For many years, my white whale was to design a good game specifically for capers. I loved the idea make it difficult, but in the end Leverage was the game I wanted it to be, so I laid that to rest. For a while I was adrift, but I have settled on my next whale – a setting as playable as Feng Shui.
Feng Shui is brilliant (this is all predicated on some familiarity with FS – without that it may not make much sense) for a lot of reasons, but the setting in particular is friggin genius for reasons having nothing to do with its badassness. Structurally it allows:
- An infinite diversity of potential backgrounds (from one-off junctures)
- Modern day setting which is not disrupted by extreme events in play
- Isolates characters who are “in play” from the rest of the setting (via timeline shifts)
- Incredible diversity of supporting characters
- Clear objectives for action (Feng Shui sites)
- Complicated problems which can be solved with fighting
- Trivally addresses transportation issues
- Setting can be changed by players non-disruptively
- Player accomplishments have a concrete impact on the setting, but that impact does not depend on the setting details.
Note that none of these are specific to the details of the setting – you could swap out the Lotus and the Architects with Vampires and Werewolves if you wanted, and it would not change that. Those are details poured into the magnificent architecture above.
Let’s contrast that with a generic supers setting. Such a setting certainly allows a similar diversity of characters, and it probably addresses transportation and isolation issues. It might offer clear objectives for action in a limited way (stop the bad guy) but that’s not super robust. But the setting probably doesn’t help much with disruption – either players don’t really change the status quo, or they do change the status quo, and that makes for a lot of work. If the setting is well thought out (say, something like Abberant) or has a mythology that underlies its superheroics (like a unified source of powers) then it might fill in those structural gaps with specifics, but those require details and buy in. If you can solve those problems on a structural level, it’s easier to get buy in.
This is not to say you’re goign to get a better game with Feng Shui. It just means that Feng Shui’s setting makes certain parts of your game’s job easier (in much the same way that, say, the xistence of dungeons makes runnign your D&D game easier). And easier is pretty appealling.
Anyway, I’ll be noodling on this for a bit.
I like Feng Shui for all of the reasons you listed, although I hadn’t thought of them in that way before. One setting that I’ve been noodling on myself for some years is a “Timeline Wars” setting that posits time travel and forking timelines, with competing factions vying to gain control. The problem I’ve had is that, well, Feng Shui already did that, more or less, and provided a nice in-game fiction for why the war is ongoing (the Feng Shui sites) that I haven’t come up with a better (or equally good) version of.
So I’m definitely interested in what you come up with.
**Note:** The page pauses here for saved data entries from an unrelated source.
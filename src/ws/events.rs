//! JSON event envelope pushed over WebSocket connections.
//!
//! Every push is a text frame of the form `{"event": <name>, "data": <payload>}`.
//! No binary framing; payloads are the serialized row types.

use axum::extract::ws::Message;
use serde::{Deserialize, Serialize};
use serde_json::Value;

use crate::db::models::{ChatMessage, Comment, Notification};

/// Pushed to the receiver of a just-persisted chat message.
pub const NEW_CHAT_MESSAGE: &str = "newChatMessage";
/// Pushed to the recipient of a just-persisted notification.
pub const RECEIVE_NOTIFICATION: &str = "receiveNotification";
/// Broadcast to all clients when a product's comments change.
pub const UPDATE_COMMENTS: &str = "updateComments";

#[derive(Debug, Clone, Serialize, Deserialize)]
pub struct Event {
    pub event: String,
    pub data: Value,
}

impl Event {
    pub fn new(event: &str, data: impl Serialize) -> Self {
        Self {
            event: event.to_string(),
            data: serde_json::to_value(data).unwrap_or(Value::Null),
        }
    }

    pub fn chat_message(message: &ChatMessage) -> Self {
        Self::new(NEW_CHAT_MESSAGE, message)
    }

    pub fn notification(notification: &Notification) -> Self {
        Self::new(RECEIVE_NOTIFICATION, notification)
    }

    pub fn comment_update(comment: &Comment) -> Self {
        Self::new(UPDATE_COMMENTS, comment)
    }

    /// Encode as a WebSocket text frame.
    pub fn to_message(&self) -> Message {
        let json = serde_json::to_string(self).unwrap_or_else(|_| "{}".to_string());
        Message::Text(json.into())
    }
}
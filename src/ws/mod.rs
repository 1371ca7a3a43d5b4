pub mod actor;
pub mod events;
pub mod handler;
//! Outbound mail client: fire-and-forget, no delivery confirmation, no
//! retry queue. Used only as the fallback channel when a notification
//! recipient is offline and has opted into email.

use lettre::message::Mailbox;
use lettre::transport::smtp::authentication::Credentials;
use lettre::{AsyncSmtpTransport, AsyncTransport, Tokio1Executor};
use std::sync::Mutex;

use crate::config::SmtpConfig;

/// Best-effort mail sender. Implementations must not block the caller and
/// must swallow failures (logging them) — a failed send never surfaces to
/// the request that triggered it.
pub trait Mailer: Send + Sync {
    fn send(&self, to: &str, subject: &str, body: &str);
}

/// SMTP-backed mailer. Sends are spawned onto the runtime and forgotten.
pub struct SmtpMailer {
    transport: AsyncSmtpTransport<Tokio1Executor>,
    from: Mailbox,
}

impl SmtpMailer {
    /// Build from config. Returns None when outbound email is disabled.
    pub fn from_config(
        cfg: &SmtpConfig,
    ) -> Result<Option<Self>, Box<dyn std::error::Error>> {
        if !cfg.enabled {
            return Ok(None);
        }

        let mut builder =
            AsyncSmtpTransport::<Tokio1Executor>::starttls_relay(&cfg.host)?.port(cfg.port);
        if !cfg.username.is_empty() {
            builder = builder.credentials(Credentials::new(
                cfg.username.clone(),
                cfg.password.clone(),
            ));
        }
        let from: Mailbox = cfg.from.parse()?;

        Ok(Some(Self {
            transport: builder.build(),
            from,
        }))
    }
}

impl Mailer for SmtpMailer {
    fn send(&self, to: &str, subject: &str, body: &str) {
        let to: Mailbox = match to.parse() {
            Ok(mailbox) => mailbox,
            Err(err) => {
                tracing::warn!(to = %to, error = %err, "invalid recipient address, dropping email");
                return;
            }
        };

        let email = match lettre::Message::builder()
            .from(self.from.clone())
            .to(to)
            .subject(subject)
            .body(body.to_string())
        {
            Ok(email) => email,
            Err(err) => {
                tracing::warn!(error = %err, "failed to build email, dropping");
                return;
            }
        };

        let transport = self.transport.clone();
        tokio::spawn(async move {
            if let Err(err) = transport.send(email).await {
                tracing::warn!(error = %err, "email send failed");
            }
        });
    }
}

/// A sent-mail record captured by [`RecordingMailer`].
#[derive(Debug, Clone, PartialEq, Eq)]
pub struct SentMail {
    pub to: String,
    pub subject: String,
    pub body: String,
}

/// In-memory mailer that records every send. Used by the test suite to
/// assert on the offline-notification email path.
#[derive(Debug, Default)]
pub struct RecordingMailer {
    sent: Mutex<Vec<SentMail>>,
}

impl RecordingMailer {
    pub fn new() -> Self {
        Self::default()
    }

    pub fn sent(&self) -> Vec<SentMail> {
        self.sent.lock().map(|sent| sent.clone()).unwrap_or_default()
    }
}

impl Mailer for RecordingMailer {
    fn send(&self, to: &str, subject: &str, body: &str) {
        if let Ok(mut sent) = self.sent.lock() {
            sent.push(SentMail {
                to: to.to_string(),
                subject: subject.to_string(),
                body: body.to_string(),
            });
        }
    }
}
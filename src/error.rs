use axum::{
    http::StatusCode,
    response::{IntoResponse, Response},
    Json,
};
use serde_json::json;
use thiserror::Error;

/// Request-level error taxonomy. Every handler failure is converted to one
/// of these at the boundary; nothing propagates past the response.
#[derive(Error, Debug)]
pub enum ApiError {
    /// Missing or malformed input (400)
    #[error("{0}")]
    Validation(String),

    /// Referenced entity does not exist (404)
    #[error("{0}")]
    NotFound(String),

    /// Actor is not the resource owner (403)
    #[error("{0}")]
    Forbidden(String),

    /// Anything else (500). The cause is logged; the caller gets generic text.
    #[error("Internal Server Error")]
    Internal(#[from] Box<dyn std::error::Error + Send + Sync>),
}

impl ApiError {
    pub fn validation(msg: impl Into<String>) -> Self {
        Self::Validation(msg.into())
    }

    pub fn not_found(msg: impl Into<String>) -> Self {
        Self::NotFound(msg.into())
    }

    pub fn forbidden(msg: impl Into<String>) -> Self {
        Self::Forbidden(msg.into())
    }

    pub fn internal(msg: impl Into<String>) -> Self {
        Self::Internal(msg.into().into())
    }
}

impl From<rusqlite::Error> for ApiError {
    fn from(err: rusqlite::Error) -> Self {
        Self::Internal(Box::new(err))
    }
}

impl From<tokio::task::JoinError> for ApiError {
    fn from(err: tokio::task::JoinError) -> Self {
        Self::Internal(Box::new(err))
    }
}

impl IntoResponse for ApiError {
    fn into_response(self) -> Response {
        let status = match &self {
            ApiError::Validation(_) => StatusCode::BAD_REQUEST,
            ApiError::NotFound(_) => StatusCode::NOT_FOUND,
            ApiError::Forbidden(_) => StatusCode::FORBIDDEN,
            ApiError::Internal(err) => {
                tracing::error!(error = %err, "request failed");
                StatusCode::INTERNAL_SERVER_ERROR
            }
        };

        (status, Json(json!({ "message": self.to_string() }))).into_response()
    }
}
And I should probably just go ahead and use Feng Shui for my game – there’s a new edition coming out anyway. 🙂
Nobilis?
I’ve tried Nobilis – ran a convention game using the system. It’s a neat system, but hard to get right. You need players and GM to be in sync to manage the flow of the game, since there’s so much reliance on narrative flow. Not great for a convention game, as it turns out. At least, not when it’s the only Nobilis game that’s been run in years…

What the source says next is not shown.